Okay - I bought Daisy and Beau new car seats - and I took photos of them and got them into Aperture on my Mac book....but I don't see how to re-size them so I can post them here. Is anyone else using Aperture???? I googled my question and read about some "light table" to re-size, but I can't find it. I really need to get into the local Apple store and take some classes!!!


----------



## mintchip (Apr 19, 2007)

I don't think you can Aperture is for non-destrutive editing and post-processing. You can print at different sizes right from the print dialogue, all non-destructively.
Iphoto however is the way I resize photos


----------



## ls-indy (Apr 10, 2008)

Thanks, I'll try that. I do intend to take a few Apple classes.... but I can get around in most of the applications pretty well, so I've been slow to sign up for any classes....


----------



## hav2 (Feb 26, 2010)

mintchip said:


> I don't think you can Aperture is for non-destrutive editing and post-processing.
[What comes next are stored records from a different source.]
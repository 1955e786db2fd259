/// Data layer: schema, loading, caching, filtering and aggregation.
///
/// Architecture:
/// ```text
///  .csv / .json / .parquet
///        │
///        ▼
///   ┌──────────┐
///   │  loader   │  parse file → rename columns → typed Dataset
///   └──────────┘
///        │
///        ▼
///   ┌──────────┐
///   │  store    │  read once, share Arc<Dataset>
///   └──────────┘
///        │
///        ▼
///   ┌──────────┐
///   │  filter   │  FilterSpec → FilteredView (record indices)
///   └──────────┘
///        │
///        ▼
///   ┌───────────┐
///   │ aggregate  │  CategoryCount per field, CoordinateExtract
///   └───────────┘
/// ```

pub mod aggregate;
pub mod error;
pub mod filter;
pub mod loader;
pub mod model;
pub mod store;
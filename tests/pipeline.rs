use std::collections::BTreeSet;
use std::fs;
use std::sync::Arc;

use arrow::array::{Float64Array, StringArray};
use arrow::datatypes::{DataType, Field, Schema};
use arrow::record_batch::RecordBatch;
use parquet::arrow::ArrowWriter;
use pretty_assertions::assert_eq;
use tempfile::TempDir;

use defib_explorer::data::aggregate::{aggregate_counts, extract_coordinates};
use defib_explorer::data::error::LoadError;
use defib_explorer::data::filter::{apply, FilterSpec};
use defib_explorer::data::loader::{load_file, LoadOptions};
use defib_explorer::data::store::DatasetStore;

const RATP_EXTRACT: &str = "\
Identifiant;Ville;Accès;Emplacement;lat_coor1;long_coor1
1;Paris;Libre;Salle des billets;48.8530;2.3690
2;Paris;Restreint;Local agents;;2.3470
3;Vincennes;Libre;Quai;48.8474;2.4392
4;Montreuil;;Couloir;48.8638;2.4485
5;Paris;Libre;Quai;48.8800;2.3550
";

fn write(dir: &TempDir, name: &str, contents: &str) -> std::path::PathBuf {
    let path = dir.path().join(name);
    fs::write(&path, contents).unwrap();
    path
}

fn selection(values: &[&str]) -> BTreeSet<String> {
    values.iter().map(|v| v.to_string()).collect()
}

#[test]
fn store_serves_one_dataset_for_the_whole_pipeline() {
    let dir = TempDir::new().unwrap();
    let path = write(&dir, "defibrillateurs.csv", RATP_EXTRACT);
    let store = DatasetStore::open(&path, LoadOptions::default());

    let dataset = store.load().unwrap();
    assert_eq!(dataset.len(), 5);
    assert_eq!(
        store.distinct_values("Ville").unwrap(),
        selection(&["Montreuil", "Paris", "Vincennes"])
    );

    // The file is gone, the cached dataset is still served.
    fs::remove_file(&path).unwrap();
    let again = store.load().unwrap();
    assert!(Arc::ptr_eq(&dataset, &again));

    let spec = FilterSpec::from([("Ville".to_string(), selection(&["Paris"]))]);
    let view = apply(&dataset, &spec).unwrap();
    assert_eq!(view.len(), 3);

    let counts = aggregate_counts(&view, "Ville").unwrap();
    assert_eq!(counts.by_label(), vec![("Paris", 3)]);

    let access = aggregate_counts(&view, "Accès").unwrap();
    assert_eq!(access.by_count(), vec![("Libre", 2), ("Restreint", 1)]);

    let coords = extract_coordinates(&view);
    assert_eq!(coords.len(), 2);
    assert_eq!(coords.points()[0].latitude, 48.8530);
}

#[test]
fn missing_column_stops_the_load() {
    let dir = TempDir::new().unwrap();
    let path = write(&dir, "bad.csv", "Ville;Accès;lat_coor1\nParis;Libre;48.8\n");
    let store = DatasetStore::open(&path, LoadOptions::default());
    match store.load() {
        Err(LoadError::MissingColumn(column)) => assert_eq!(column, "longitude"),
        other => panic!("expected a missing column error, got {other:?}"),
    }
}

#[test]
fn config_file_drives_the_loader() {
    let dir = TempDir::new().unwrap();
    let config = write(
        &dir,
        "options.json",
        r#"{ "delimiter": ",", "categorical_fields": ["City"], "null_values": ["", "NA"] }"#,
    );
    let data = write(
        &dir,
        "points.txt",
        "City,lat_coor1,long_coor1\nLyon,45.76,4.83\nNA,45.70,4.80\n",
    );

    let options = LoadOptions::from_json_file(&config).unwrap();
    let dataset = load_file(&data, &options).unwrap();
    assert_eq!(dataset.schema().categorical_fields(), ["City"]);
    assert_eq!(dataset.distinct_values("City").unwrap(), selection(&["Lyon"]));
}

#[test]
fn parquet_source_loads_like_csv() {
    let dir = TempDir::new().unwrap();
    let path = dir.path().join("defibrillateurs.parquet");

    let schema = Arc::new(Schema::new(vec![
        Field::new("Ville", DataType::Utf8, true),
        Field::new("Accès", DataType::Utf8, true),
        Field::new("lat_coor1", DataType::Float64, true),
        Field::new("long_coor1", DataType::Float64, true),
    ]));
    let batch = RecordBatch::try_new(
        schema.clone(),
        vec![
            Arc::new(StringArray::from(vec![Some("Paris"), Some("Paris"), None])),
            Arc::new(StringArray::from(vec![Some("Libre"), Some("Restreint"), Some("Libre")])),
            Arc::new(Float64Array::from(vec![Some(48.85), None, Some(48.90)])),
            Arc::new(Float64Array::from(vec![Some(2.35), Some(2.36), Some(2.40)])),
        ],
    )
    .unwrap();
    let file = fs::File::create(&path).unwrap();
    let mut writer = ArrowWriter::try_new(file, schema, None).unwrap();
    writer.write(&batch).unwrap();
    writer.close().unwrap();

    let dataset = load_file(&path, &LoadOptions::default()).unwrap();
    assert_eq!(dataset.len(), 3);
    assert_eq!(
        dataset.schema().column_names(),
        vec!["Ville", "Accès", "latitude", "longitude"]
    );

    let spec = FilterSpec::from([("Ville".to_string(), selection(&["Paris"]))]);
    let view = apply(&dataset, &spec).unwrap();
    assert_eq!(view.len(), 2);
    assert_eq!(extract_coordinates(&view).len(), 1);
}

#[test]
fn unknown_extension_is_rejected() {
    let dir = TempDir::new().unwrap();
    let path = write(&dir, "defibrillateurs.xlsx", "");
    assert!(matches!(
        load_file(&path, &LoadOptions::default()),
        Err(LoadError::UnsupportedFormat(_))
    ));
}
use std::path::PathBuf;

use thiserror::Error;

/// Failure to read or normalise the source dataset.  Fatal at startup.
#[derive(Debug, Error)]
pub enum LoadError {
    #[error("reading {path}: {source}")]
    Io {
        path: PathBuf,
        #[source]
        source: std::io::Error,
    },

    #[error("delimited text: {0}")]
    Csv(#[from] csv::Error),

    #[error("parsing JSON source: {0}")]
    Json(#[from] serde_json::Error),

    #[error("reading parquet source: {0}")]
    Parquet(#[from] parquet::errors::ParquetError),

    #[error("decoding arrow batch: {0}")]
    Arrow(#[from] arrow::error::ArrowError),

    #[error("unsupported source format: {0}")]
    UnsupportedFormat(String),

    #[error("delimiter {0:?} is not a single ASCII character")]
    InvalidDelimiter(char),

    #[error("JSON source must be an array of objects ({0})")]
    JsonShape(String),

    #[error("required column '{0}' is missing after normalisation")]
    MissingColumn(String),

    #[error("column '{0}' appears more than once after normalisation")]
    DuplicateColumn(String),

    #[error("column '{0}' holds coordinates and cannot be categorical")]
    CoordinateCategorical(String),
}

/// A field name absent from the loaded schema.
#[derive(Debug, Clone, PartialEq, Eq, Error)]
#[error("unknown field '{field}'")]
pub struct UnknownFieldError {
    pub field: String,
}

impl UnknownFieldError {
    pub fn new(field: impl Into<String>) -> Self {
        Self {
            field: field.into(),
        }
    }
}

/// Errors raised by [`DatasetStore`](super::store::DatasetStore) queries,
/// which both load the dataset and resolve a field.
#[derive(Debug, Error)]
pub enum StoreError {
    #[error(transparent)]
    Load(#[from] LoadError),

    #[error(transparent)]
    UnknownField(#[from] UnknownFieldError),
}
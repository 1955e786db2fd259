use std::collections::BTreeSet;
use std::sync::Arc;

use crate::data::aggregate::{aggregate_counts, extract_coordinates, CategoryCount, CoordinateExtract};
use crate::data::error::UnknownFieldError;
use crate::data::filter::{apply, select_everything, FilterSpec, FilteredView};
use crate::data::model::Dataset;

// ---------------------------------------------------------------------------
// Dashboard state
// ---------------------------------------------------------------------------

/// Selection state of one dashboard, independent of rendering.
///
/// Every change to the selection is followed by a [`snapshot`](Self::snapshot)
/// that recomputes the view and its aggregates from scratch.
#[derive(Debug, Clone)]
pub struct DashboardState {
    dataset: Arc<Dataset>,

    /// Per-field selections.
    pub filters: FilterSpec,
}

/// Points to put on the map.
#[derive(Debug, Clone)]
pub struct MapLayer {
    pub points: CoordinateExtract,
    /// The selection matched nothing and `points` holds the whole dataset.
    pub fallback: bool,
}

/// Everything a renderer needs after one filter change.
#[derive(Debug, Clone)]
pub struct Snapshot<'a> {
    pub view: FilteredView<'a>,
    /// One entry per categorical field, in schema order.
    pub counts: Vec<CategoryCount>,
    pub map: MapLayer,
}

impl DashboardState {
    /// Start with every distinct value of every categorical field selected.
    pub fn new(dataset: Arc<Dataset>) -> Self {
        let filters = select_everything(&dataset);
        DashboardState { dataset, filters }
    }

    /// Start without any restriction.
    pub fn unrestricted(dataset: Arc<Dataset>) -> Self {
        DashboardState {
            dataset,
            filters: FilterSpec::new(),
        }
    }

    pub fn dataset(&self) -> &Dataset {
        &self.dataset
    }

    fn check_field(&self, field: &str) -> Result<(), UnknownFieldError> {
        self.dataset.schema().resolve(field).map(|_| ())
    }

    /// Toggle a single value in a field's selection.
    pub fn toggle_filter_value(&mut self, field: &str, value: &str) -> Result<(), UnknownFieldError> {
        self.check_field(field)?;
        let selected = self.filters.entry(field.to_string()).or_default();
        if !selected.remove(value) {
            selected.insert(value.to_string());
        }
        Ok(())
    }

    /// Replace a field's selection.
    pub fn set_selection(
        &mut self,
        field: &str,
        values: BTreeSet<String>,
    ) -> Result<(), UnknownFieldError> {
        self.check_field(field)?;
        self.filters.insert(field.to_string(), values);
        Ok(())
    }

    /// Select all values in a field.
    pub fn select_all(&mut self, field: &str) -> Result<(), UnknownFieldError> {
        let values = self.dataset.distinct_values(field)?;
        self.filters.insert(field.to_string(), values);
        Ok(())
    }

    /// Deselect all values in a field.  Nothing passes until a value is
    /// selected again.
    pub fn select_none(&mut self, field: &str) -> Result<(), UnknownFieldError> {
        self.set_selection(field, BTreeSet::new())
    }

    /// Drop a field's restriction entirely, null labels included.
    pub fn clear_field(&mut self, field: &str) -> Result<(), UnknownFieldError> {
        self.check_field(field)?;
        self.filters.remove(field);
        Ok(())
    }

    /// Run the pipeline for the current selection.
    ///
    /// An empty view is reported as such; only the map layer falls back to
    /// every located record, flagged with [`MapLayer::fallback`].
    pub fn snapshot(&self) -> Result<Snapshot<'_>, UnknownFieldError> {
        let view = apply(&self.dataset, &self.filters)?;
        let counts = self
            .dataset
            .schema()
            .categorical_fields()
            .iter()
            .map(|field| aggregate_counts(&view, field))
            .collect::<Result<Vec<_>, _>>()?;

        let map = if view.is_empty() {
            log::info!("No record matches the selection, mapping the whole dataset");
            MapLayer {
                points: extract_coordinates(&FilteredView::all(&self.dataset)),
                fallback: true,
            }
        } else {
            MapLayer {
                points: extract_coordinates(&view),
                fallback: false,
            }
        };

        Ok(Snapshot { view, counts, map })
    }
}
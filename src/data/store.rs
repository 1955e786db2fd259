use std::collections::BTreeSet;
use std::path::PathBuf;
use std::sync::Arc;

use once_cell::sync::OnceCell;

use super::error::{LoadError, StoreError};
use super::loader::{self, LoadOptions};
use super::model::Dataset;

type LoadFn = dyn Fn() -> Result<Dataset, LoadError> + Send + Sync;

/// Owner of the loaded dataset.
///
/// Built once at startup and handed to every consumer by reference.  The
/// first [`load`](Self::load) reads the source; every later call returns the
/// same `Arc`.  Concurrent first calls block until the single read finishes.
/// A failed read leaves the store empty.
pub struct DatasetStore {
    source: Box<LoadFn>,
    dataset: OnceCell<Arc<Dataset>>,
}

impl DatasetStore {
    /// A store reading `path` with the given options.
    pub fn open(path: impl Into<PathBuf>, options: LoadOptions) -> Self {
        let path = path.into();
        Self::from_loader(move || {
            log::info!("Reading dataset from {}", path.display());
            loader::load_file(&path, &options)
        })
    }

    /// A store backed by an arbitrary loader.
    pub fn from_loader<F>(load: F) -> Self
    where
        F: Fn() -> Result<Dataset, LoadError> + Send + Sync + 'static,
    {
        DatasetStore {
            source: Box::new(load),
            dataset: OnceCell::new(),
        }
    }

    /// The normalised dataset, read on first use.
    pub fn load(&self) -> Result<Arc<Dataset>, LoadError> {
        self.dataset
            .get_or_try_init(|| {
                let dataset = (self.source)()?;
                log::info!(
                    "Loaded {} records with columns {:?}",
                    dataset.len(),
                    dataset.schema().column_names()
                );
                Ok(Arc::new(dataset))
            })
            .cloned()
    }

    /// Whether the dataset has been read.
    pub fn is_loaded(&self) -> bool {
        self.dataset.get().is_some()
    }

    /// Non-null distinct labels of a field.
    pub fn distinct_values(&self, field: &str) -> Result<BTreeSet<String>, StoreError> {
        Ok(self.load()?.distinct_values(field)?)
    }
}

impl std::fmt::Debug for DatasetStore {
    fn fmt(&self, f: &mut std::fmt::Formatter<'_>) -> std::fmt::Result {
        f.debug_struct("DatasetStore")
            .field("loaded", &self.is_loaded())
            .finish()
    }
}
use std::borrow::Cow;
use std::collections::{BTreeMap, BTreeSet};
use std::fmt;

use super::error::UnknownFieldError;

pub const LATITUDE: &str = "latitude";
pub const LONGITUDE: &str = "longitude";

// ---------------------------------------------------------------------------
// MetadataValue – a single passthrough cell
// ---------------------------------------------------------------------------

/// A dynamically-typed value for columns the pipeline does not interpret.
#[derive(Debug, Clone, PartialEq)]
pub enum MetadataValue {
    String(String),
    Integer(i64),
    Float(f64),
    Bool(bool),
    Null,
}

impl fmt::Display for MetadataValue {
    fn fmt(&self, f: &mut fmt::Formatter<'_>) -> fmt::Result {
        match self {
            MetadataValue::String(s) => write!(f, "{s}"),
            MetadataValue::Integer(i) => write!(f, "{i}"),
            MetadataValue::Float(v) => write!(f, "{v}"),
            MetadataValue::Bool(b) => write!(f, "{b}"),
            MetadataValue::Null => Ok(()),
        }
    }
}

impl MetadataValue {
    /// Numeric view of the value.  Numeric strings are parsed; anything
    /// non-finite counts as absent.
    pub fn as_f64(&self) -> Option<f64> {
        let v = match self {
            MetadataValue::Float(v) => *v,
            MetadataValue::Integer(i) => *i as f64,
            MetadataValue::String(s) => s.trim().parse::<f64>().ok()?,
            MetadataValue::Bool(_) | MetadataValue::Null => return None,
        };
        v.is_finite().then_some(v)
    }

    /// Text label used when the value lands in a categorical column.
    pub fn as_label(&self) -> Option<String> {
        match self {
            MetadataValue::Null => None,
            other => Some(other.to_string()),
        }
    }

    pub fn is_null(&self) -> bool {
        matches!(self, MetadataValue::Null)
    }
}

// ---------------------------------------------------------------------------
// Schema – declared type per column
// ---------------------------------------------------------------------------

#[derive(Debug, Clone, Copy, PartialEq, Eq)]
pub enum FieldType {
    /// String label used for filtering and counting.
    Categorical,
    Latitude,
    Longitude,
    /// Carried along untouched.
    Passthrough,
}

/// Where a field's label lives inside a [`Record`].
#[derive(Debug, Clone, Copy, PartialEq, Eq)]
pub enum FieldSlot<'a> {
    Category(usize),
    Latitude,
    Longitude,
    Passthrough(&'a str),
}

#[derive(Debug, Clone, PartialEq, Eq)]
pub struct FieldDef {
    pub name: String,
    pub field_type: FieldType,
}

/// Column layout of a loaded dataset, fixed at load time.
#[derive(Debug, Clone, PartialEq, Eq)]
pub struct Schema {
    fields: Vec<FieldDef>,
    /// Categorical field names in the order their values are stored in
    /// [`Record`].
    categorical: Vec<String>,
}

impl Schema {
    pub(crate) fn new(fields: Vec<FieldDef>) -> Self {
        let categorical = fields
            .iter()
            .filter(|f| f.field_type == FieldType::Categorical)
            .map(|f| f.name.clone())
            .collect();
        Schema {
            fields,
            categorical,
        }
    }

    /// All fields in source column order.
    pub fn fields(&self) -> &[FieldDef] {
        &self.fields
    }

    pub fn column_names(&self) -> Vec<&str> {
        self.fields.iter().map(|f| f.name.as_str()).collect()
    }

    pub fn categorical_fields(&self) -> &[String] {
        &self.categorical
    }

    pub fn field(&self, name: &str) -> Option<&FieldDef> {
        self.fields.iter().find(|f| f.name == name)
    }

    /// Slot of a categorical field inside [`Record`].
    pub fn categorical_index(&self, name: &str) -> Result<usize, UnknownFieldError> {
        self.categorical
            .iter()
            .position(|c| c == name)
            .ok_or_else(|| UnknownFieldError::new(name))
    }

    /// Locate any field of the schema for filtering or counting.
    pub fn resolve(&self, name: &str) -> Result<FieldSlot<'_>, UnknownFieldError> {
        let field = self.field(name).ok_or_else(|| UnknownFieldError::new(name))?;
        Ok(match field.field_type {
            FieldType::Categorical => FieldSlot::Category(self.categorical_index(name)?),
            FieldType::Latitude => FieldSlot::Latitude,
            FieldType::Longitude => FieldSlot::Longitude,
            FieldType::Passthrough => FieldSlot::Passthrough(field.name.as_str()),
        })
    }
}

// ---------------------------------------------------------------------------
// Record – one row
// ---------------------------------------------------------------------------

#[derive(Debug, Clone, PartialEq)]
pub struct Record {
    categories: Vec<Option<String>>,
    latitude: Option<f64>,
    longitude: Option<f64>,
    passthrough: BTreeMap<String, MetadataValue>,
}

impl Record {
    pub(crate) fn new(
        categories: Vec<Option<String>>,
        latitude: Option<f64>,
        longitude: Option<f64>,
        passthrough: BTreeMap<String, MetadataValue>,
    ) -> Self {
        Record {
            categories,
            latitude,
            longitude,
            passthrough,
        }
    }

    /// Label at a categorical slot, see [`Schema::categorical_index`].
    pub fn category(&self, index: usize) -> Option<&str> {
        self.categories.get(index).and_then(|c| c.as_deref())
    }

    pub fn latitude(&self) -> Option<f64> {
        self.latitude
    }

    pub fn longitude(&self) -> Option<f64> {
        self.longitude
    }

    pub fn passthrough(&self) -> &BTreeMap<String, MetadataValue> {
        &self.passthrough
    }

    /// Label of a field, `None` when null.  Non-text values are rendered
    /// with their `Display` form.
    pub fn label(&self, slot: FieldSlot<'_>) -> Option<Cow<'_, str>> {
        match slot {
            FieldSlot::Category(idx) => self.category(idx).map(Cow::Borrowed),
            FieldSlot::Latitude => self.latitude.map(|v| Cow::Owned(v.to_string())),
            FieldSlot::Longitude => self.longitude.map(|v| Cow::Owned(v.to_string())),
            FieldSlot::Passthrough(name) => match self.passthrough.get(name)? {
                MetadataValue::String(s) => Some(Cow::Borrowed(s.as_str())),
                other => other.as_label().map(Cow::Owned),
            },
        }
    }

    /// Text of one cell, `None` when null.
    pub fn cell(&self, schema: &Schema, field: &FieldDef) -> Option<String> {
        let slot = schema.resolve(&field.name).ok()?;
        self.label(slot).map(Cow::into_owned)
    }
}

// ---------------------------------------------------------------------------
// Dataset – the complete loaded table
// ---------------------------------------------------------------------------

/// The normalised dataset.  Nothing mutates it after loading.
#[derive(Debug, Clone, PartialEq)]
pub struct Dataset {
    schema: Schema,
    records: Vec<Record>,
}

impl Dataset {
    pub(crate) fn new(schema: Schema, records: Vec<Record>) -> Self {
        Dataset { schema, records }
    }

    pub fn schema(&self) -> &Schema {
        &self.schema
    }

    pub fn records(&self) -> &[Record] {
        &self.records
    }

    /// Number of records.
    pub fn len(&self) -> usize {
        self.records.len()
    }

    /// Whether the dataset is empty.
    pub fn is_empty(&self) -> bool {
        self.records.is_empty()
    }

    /// Non-null distinct labels of a field.
    pub fn distinct_values(&self, field: &str) -> Result<BTreeSet<String>, UnknownFieldError> {
        let slot = self.schema.resolve(field)?;
        Ok(self
            .records
            .iter()
            .filter_map(|r| r.label(slot))
            .map(Cow::into_owned)
            .collect())
    }
}

#[cfg(test)]
mod tests {
    use super::*;

    fn schema() -> Schema {
        Schema::new(vec![
            FieldDef {
                name: "Ville".into(),
                field_type: FieldType::Categorical,
            },
            FieldDef {
                name: LATITUDE.into(),
                field_type: FieldType::Latitude,
            },
            FieldDef {
                name: "Adresse".into(),
                field_type: FieldType::Passthrough,
            },
        ])
    }

    #[test]
    fn numeric_strings_count_as_coordinates() {
        assert_eq!(MetadataValue::String(" 48.85 ".into()).as_f64(), Some(48.85));
        assert_eq!(MetadataValue::Integer(2).as_f64(), Some(2.0));
        assert_eq!(MetadataValue::String("n/a".into()).as_f64(), None);
        assert_eq!(MetadataValue::Float(f64::NAN).as_f64(), None);
        assert_eq!(MetadataValue::Null.as_f64(), None);
    }

    #[test]
    fn every_schema_field_resolves() {
        let schema = schema();
        assert_eq!(schema.resolve("Ville"), Ok(FieldSlot::Category(0)));
        assert_eq!(schema.resolve(LATITUDE), Ok(FieldSlot::Latitude));
        assert_eq!(schema.resolve("Adresse"), Ok(FieldSlot::Passthrough("Adresse")));
        assert_eq!(schema.resolve("Region"), Err(UnknownFieldError::new("Region")));
        // only categorical fields have a category slot
        assert!(schema.categorical_index("Adresse").is_err());
    }

    #[test]
    fn passthrough_labels_use_display_form() {
        let mut extra = BTreeMap::new();
        extra.insert("Adresse".to_string(), MetadataValue::Integer(12));
        let record = Record::new(vec![None], Some(48.5), None, extra);
        assert_eq!(record.label(FieldSlot::Passthrough("Adresse")).as_deref(), Some("12"));
        assert_eq!(record.label(FieldSlot::Latitude).as_deref(), Some("48.5"));
        assert_eq!(record.label(FieldSlot::Longitude), None);
        assert_eq!(record.label(FieldSlot::Category(0)), None);
    }

    #[test]
    fn cells_render_by_declared_type() {
        let schema = schema();
        let mut extra = BTreeMap::new();
        extra.insert("Adresse".to_string(), MetadataValue::String("1 rue".into()));
        let record = Record::new(vec![Some("Paris".into())], Some(48.5), None, extra);

        let cells: Vec<Option<String>> = schema
            .fields()
            .iter()
            .map(|f| record.cell(&schema, f))
            .collect();
        assert_eq!(
            cells,
            vec![Some("Paris".into()), Some("48.5".into()), Some("1 rue".into())]
        );
    }

    #[test]
    fn distinct_values_skip_nulls() {
        let records = vec![
            Record::new(vec![Some("A".into())], None, None, BTreeMap::new()),
            Record::new(vec![None], None, None, BTreeMap::new()),
            Record::new(vec![Some("B".into())], None, None, BTreeMap::new()),
            Record::new(vec![Some("A".into())], None, None, BTreeMap::new()),
        ];
        let ds = Dataset::new(schema(), records);
        let values = ds.distinct_values("Ville").unwrap();
        assert_eq!(values.into_iter().collect::<Vec<_>>(), vec!["A", "B"]);
    }
}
You can print at different sizes right from the print dialogue, all non-destructively.
> Iphoto however is the way I resize photos


Can you tell me how you resize in iPhoto, because I have it an dI use a Nikon software to resize my pics?? I would really appreciate that, Thanks!!


----------



## Thumper (Feb 18, 2007)

it is easy to resize when you export using Iphoto, the photos that I export, I usually export them to a folder, like I mostly use Havanese or my Etsy folder  And there is a place on export where you can re-size it to sm/m/l OR custom size it, rename it (if you want) and there you have it, all perfectly sized in a folder 

I don't use aperture, I have Lightroom for Mac, but it is still a wee complex for me and the lightroom for dummies book is like 560794 pages, don't they have a speed read for dummies? lol


----------



## clare (Feb 6, 2010)

Click on the photo you want to export,then export,maximum jpeg size,then on size go to custom,make it 700.Then away you go.


----------



## ls-indy (Apr 10, 2008)

Thanks All for the help. I resized them in iphoto using the export feature as suggested. I just posted on a new car seat (Tagalong on-seat pet booster car seat) and included pics of the assembly process and Daisy and Beau "lounging" in their car seats!


----------